• _EXCERPTED RECORDS_
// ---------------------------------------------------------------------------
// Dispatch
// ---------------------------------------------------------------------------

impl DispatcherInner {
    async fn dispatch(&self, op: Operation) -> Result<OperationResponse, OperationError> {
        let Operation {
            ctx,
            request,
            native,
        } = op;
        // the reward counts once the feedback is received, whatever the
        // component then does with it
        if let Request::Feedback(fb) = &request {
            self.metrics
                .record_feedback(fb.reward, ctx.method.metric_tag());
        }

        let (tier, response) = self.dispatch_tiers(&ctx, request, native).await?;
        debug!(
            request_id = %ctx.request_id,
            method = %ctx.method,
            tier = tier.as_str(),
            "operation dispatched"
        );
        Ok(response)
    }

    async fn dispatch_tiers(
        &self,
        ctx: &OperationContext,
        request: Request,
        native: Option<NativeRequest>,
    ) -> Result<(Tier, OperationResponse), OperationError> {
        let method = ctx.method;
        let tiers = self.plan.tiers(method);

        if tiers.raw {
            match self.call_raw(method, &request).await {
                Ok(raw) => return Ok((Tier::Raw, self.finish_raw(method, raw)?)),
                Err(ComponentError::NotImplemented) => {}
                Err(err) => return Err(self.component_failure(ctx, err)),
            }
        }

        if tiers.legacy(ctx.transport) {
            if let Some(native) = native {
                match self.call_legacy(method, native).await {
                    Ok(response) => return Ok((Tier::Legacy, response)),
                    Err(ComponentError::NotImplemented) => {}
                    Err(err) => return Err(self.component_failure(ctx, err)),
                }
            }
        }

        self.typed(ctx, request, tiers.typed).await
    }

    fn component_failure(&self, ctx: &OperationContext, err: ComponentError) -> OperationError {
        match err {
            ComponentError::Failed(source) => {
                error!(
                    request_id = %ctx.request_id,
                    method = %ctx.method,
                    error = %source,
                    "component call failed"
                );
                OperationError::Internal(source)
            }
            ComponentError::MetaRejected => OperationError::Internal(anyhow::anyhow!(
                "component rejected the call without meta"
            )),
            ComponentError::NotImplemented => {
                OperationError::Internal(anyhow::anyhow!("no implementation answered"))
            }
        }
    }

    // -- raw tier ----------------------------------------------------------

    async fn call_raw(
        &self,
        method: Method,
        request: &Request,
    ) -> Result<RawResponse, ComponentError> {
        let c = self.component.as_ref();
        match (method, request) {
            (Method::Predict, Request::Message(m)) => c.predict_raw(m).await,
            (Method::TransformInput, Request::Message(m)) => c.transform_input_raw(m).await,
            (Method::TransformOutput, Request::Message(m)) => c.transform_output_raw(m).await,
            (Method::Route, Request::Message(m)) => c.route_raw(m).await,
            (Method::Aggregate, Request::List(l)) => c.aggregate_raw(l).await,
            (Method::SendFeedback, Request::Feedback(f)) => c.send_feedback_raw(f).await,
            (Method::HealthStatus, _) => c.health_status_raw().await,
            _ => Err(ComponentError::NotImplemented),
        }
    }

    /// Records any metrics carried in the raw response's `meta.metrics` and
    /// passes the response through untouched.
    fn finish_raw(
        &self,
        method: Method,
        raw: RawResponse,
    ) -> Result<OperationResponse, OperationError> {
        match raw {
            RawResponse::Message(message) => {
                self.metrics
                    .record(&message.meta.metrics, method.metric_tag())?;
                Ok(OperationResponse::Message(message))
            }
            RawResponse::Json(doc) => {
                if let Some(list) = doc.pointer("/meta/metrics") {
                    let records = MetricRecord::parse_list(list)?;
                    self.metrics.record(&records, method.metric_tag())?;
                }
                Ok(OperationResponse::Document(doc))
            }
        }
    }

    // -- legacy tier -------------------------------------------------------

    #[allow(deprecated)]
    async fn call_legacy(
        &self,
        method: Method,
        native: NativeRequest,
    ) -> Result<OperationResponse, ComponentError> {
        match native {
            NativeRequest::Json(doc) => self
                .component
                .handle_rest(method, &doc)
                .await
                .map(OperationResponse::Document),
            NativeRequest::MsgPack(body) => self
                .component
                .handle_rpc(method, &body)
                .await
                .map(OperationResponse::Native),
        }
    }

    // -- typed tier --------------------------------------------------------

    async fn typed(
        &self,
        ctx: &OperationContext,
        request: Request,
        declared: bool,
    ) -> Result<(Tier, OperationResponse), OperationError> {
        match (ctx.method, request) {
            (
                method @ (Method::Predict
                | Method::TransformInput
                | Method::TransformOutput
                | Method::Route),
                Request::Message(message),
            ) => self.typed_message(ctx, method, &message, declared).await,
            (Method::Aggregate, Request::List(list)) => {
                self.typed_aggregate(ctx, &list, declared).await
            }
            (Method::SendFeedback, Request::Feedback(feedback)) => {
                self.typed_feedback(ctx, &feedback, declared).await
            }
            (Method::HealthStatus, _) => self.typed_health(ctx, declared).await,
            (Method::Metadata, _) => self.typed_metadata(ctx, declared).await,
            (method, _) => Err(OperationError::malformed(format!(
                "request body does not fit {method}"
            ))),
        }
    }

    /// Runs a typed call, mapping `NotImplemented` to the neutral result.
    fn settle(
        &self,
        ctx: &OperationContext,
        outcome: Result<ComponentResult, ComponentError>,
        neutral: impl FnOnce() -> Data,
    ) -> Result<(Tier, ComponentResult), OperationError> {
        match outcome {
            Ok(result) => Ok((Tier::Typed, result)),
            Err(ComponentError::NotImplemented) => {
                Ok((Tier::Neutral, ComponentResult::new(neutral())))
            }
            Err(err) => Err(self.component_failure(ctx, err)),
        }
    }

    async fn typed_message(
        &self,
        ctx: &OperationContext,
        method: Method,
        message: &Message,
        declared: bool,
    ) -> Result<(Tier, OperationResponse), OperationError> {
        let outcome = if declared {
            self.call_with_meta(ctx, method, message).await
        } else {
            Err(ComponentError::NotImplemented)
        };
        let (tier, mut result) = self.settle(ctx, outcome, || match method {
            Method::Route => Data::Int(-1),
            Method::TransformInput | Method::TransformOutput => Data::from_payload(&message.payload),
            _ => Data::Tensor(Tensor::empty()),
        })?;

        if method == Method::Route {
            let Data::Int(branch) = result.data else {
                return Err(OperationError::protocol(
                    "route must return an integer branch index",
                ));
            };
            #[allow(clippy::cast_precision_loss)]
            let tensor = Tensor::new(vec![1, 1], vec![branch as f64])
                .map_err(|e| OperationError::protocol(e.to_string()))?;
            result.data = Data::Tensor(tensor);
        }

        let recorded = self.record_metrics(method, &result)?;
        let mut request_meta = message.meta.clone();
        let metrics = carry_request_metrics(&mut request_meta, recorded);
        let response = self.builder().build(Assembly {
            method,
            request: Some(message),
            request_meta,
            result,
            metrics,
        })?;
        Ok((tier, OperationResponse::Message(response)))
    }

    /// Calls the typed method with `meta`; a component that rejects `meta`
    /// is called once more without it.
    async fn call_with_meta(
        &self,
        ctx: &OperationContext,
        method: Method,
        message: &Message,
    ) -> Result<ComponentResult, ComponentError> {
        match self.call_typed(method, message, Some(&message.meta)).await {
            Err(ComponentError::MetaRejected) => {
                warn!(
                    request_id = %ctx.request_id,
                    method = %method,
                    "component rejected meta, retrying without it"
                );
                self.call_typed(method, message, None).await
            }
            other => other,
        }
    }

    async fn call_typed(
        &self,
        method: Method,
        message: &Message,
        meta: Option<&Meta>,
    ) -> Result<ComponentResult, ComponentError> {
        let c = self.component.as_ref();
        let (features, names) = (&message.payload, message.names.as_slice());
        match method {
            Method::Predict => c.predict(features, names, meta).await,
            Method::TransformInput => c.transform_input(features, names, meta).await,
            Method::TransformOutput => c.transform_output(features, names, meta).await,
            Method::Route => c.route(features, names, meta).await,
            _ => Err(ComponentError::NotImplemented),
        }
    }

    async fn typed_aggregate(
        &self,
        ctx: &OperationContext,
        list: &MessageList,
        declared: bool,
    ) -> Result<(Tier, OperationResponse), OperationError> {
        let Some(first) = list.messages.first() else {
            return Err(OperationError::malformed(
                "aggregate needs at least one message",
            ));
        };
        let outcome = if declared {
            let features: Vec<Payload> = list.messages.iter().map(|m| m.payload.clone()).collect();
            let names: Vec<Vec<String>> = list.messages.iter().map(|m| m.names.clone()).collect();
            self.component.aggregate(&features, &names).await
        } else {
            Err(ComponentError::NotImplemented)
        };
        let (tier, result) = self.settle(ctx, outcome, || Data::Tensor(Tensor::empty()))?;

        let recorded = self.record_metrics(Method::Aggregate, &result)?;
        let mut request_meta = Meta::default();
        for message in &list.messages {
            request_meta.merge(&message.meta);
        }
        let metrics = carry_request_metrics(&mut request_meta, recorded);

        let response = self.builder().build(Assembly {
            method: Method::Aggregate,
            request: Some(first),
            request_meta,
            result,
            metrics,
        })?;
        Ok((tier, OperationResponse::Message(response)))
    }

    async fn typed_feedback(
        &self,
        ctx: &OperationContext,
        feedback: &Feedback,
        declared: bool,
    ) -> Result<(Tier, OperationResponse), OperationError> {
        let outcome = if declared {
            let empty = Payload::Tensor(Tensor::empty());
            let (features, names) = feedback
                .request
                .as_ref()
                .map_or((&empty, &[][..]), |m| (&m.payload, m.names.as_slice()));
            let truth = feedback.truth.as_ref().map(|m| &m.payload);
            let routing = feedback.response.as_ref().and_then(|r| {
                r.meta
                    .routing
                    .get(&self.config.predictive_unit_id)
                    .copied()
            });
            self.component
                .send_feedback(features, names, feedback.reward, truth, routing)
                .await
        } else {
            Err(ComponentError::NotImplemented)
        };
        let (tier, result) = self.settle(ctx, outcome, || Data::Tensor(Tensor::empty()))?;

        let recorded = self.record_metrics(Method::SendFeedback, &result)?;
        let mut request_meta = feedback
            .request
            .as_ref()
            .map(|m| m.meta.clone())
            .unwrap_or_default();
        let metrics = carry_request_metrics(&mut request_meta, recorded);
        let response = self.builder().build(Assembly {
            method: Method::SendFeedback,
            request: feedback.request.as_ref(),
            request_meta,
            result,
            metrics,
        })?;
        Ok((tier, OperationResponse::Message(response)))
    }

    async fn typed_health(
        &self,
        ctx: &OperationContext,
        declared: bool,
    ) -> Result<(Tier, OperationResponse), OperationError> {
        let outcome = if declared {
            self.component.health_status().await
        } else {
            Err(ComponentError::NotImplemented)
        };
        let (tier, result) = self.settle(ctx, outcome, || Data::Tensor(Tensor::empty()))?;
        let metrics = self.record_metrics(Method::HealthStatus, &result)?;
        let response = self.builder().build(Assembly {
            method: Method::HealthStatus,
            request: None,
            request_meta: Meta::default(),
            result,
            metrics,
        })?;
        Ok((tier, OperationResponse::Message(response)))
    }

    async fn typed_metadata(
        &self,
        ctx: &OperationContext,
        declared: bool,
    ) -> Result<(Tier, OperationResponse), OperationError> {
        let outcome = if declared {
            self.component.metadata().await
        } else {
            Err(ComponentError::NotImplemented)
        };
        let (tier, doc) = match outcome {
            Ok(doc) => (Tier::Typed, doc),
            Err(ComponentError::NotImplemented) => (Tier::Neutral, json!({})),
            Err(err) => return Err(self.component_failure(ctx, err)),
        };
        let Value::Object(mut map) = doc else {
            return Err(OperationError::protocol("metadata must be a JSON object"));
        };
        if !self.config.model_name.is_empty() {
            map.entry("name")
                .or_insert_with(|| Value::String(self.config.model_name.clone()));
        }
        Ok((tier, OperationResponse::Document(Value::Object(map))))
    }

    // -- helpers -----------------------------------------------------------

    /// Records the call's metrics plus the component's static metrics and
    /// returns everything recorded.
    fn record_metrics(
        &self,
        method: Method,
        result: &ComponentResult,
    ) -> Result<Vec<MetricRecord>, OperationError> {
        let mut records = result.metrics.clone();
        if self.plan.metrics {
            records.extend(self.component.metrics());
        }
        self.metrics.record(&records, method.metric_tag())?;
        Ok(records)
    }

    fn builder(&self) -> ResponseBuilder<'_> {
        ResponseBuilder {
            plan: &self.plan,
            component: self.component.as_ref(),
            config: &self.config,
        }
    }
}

• _DESCRIPTION OF THE TASK_
Report, for the data above, every line in which the string "messages" appears.

• _TASK RESULT_
        let Some(first) = list.messages.first() else {
            let features: Vec<Payload> = list.messages.iter().map(|m| m.payload.clone()).collect();
            let names: Vec<Vec<String>> = list.messages.iter().map(|m| m.names.clone()).collect();
        for message in &list.messages {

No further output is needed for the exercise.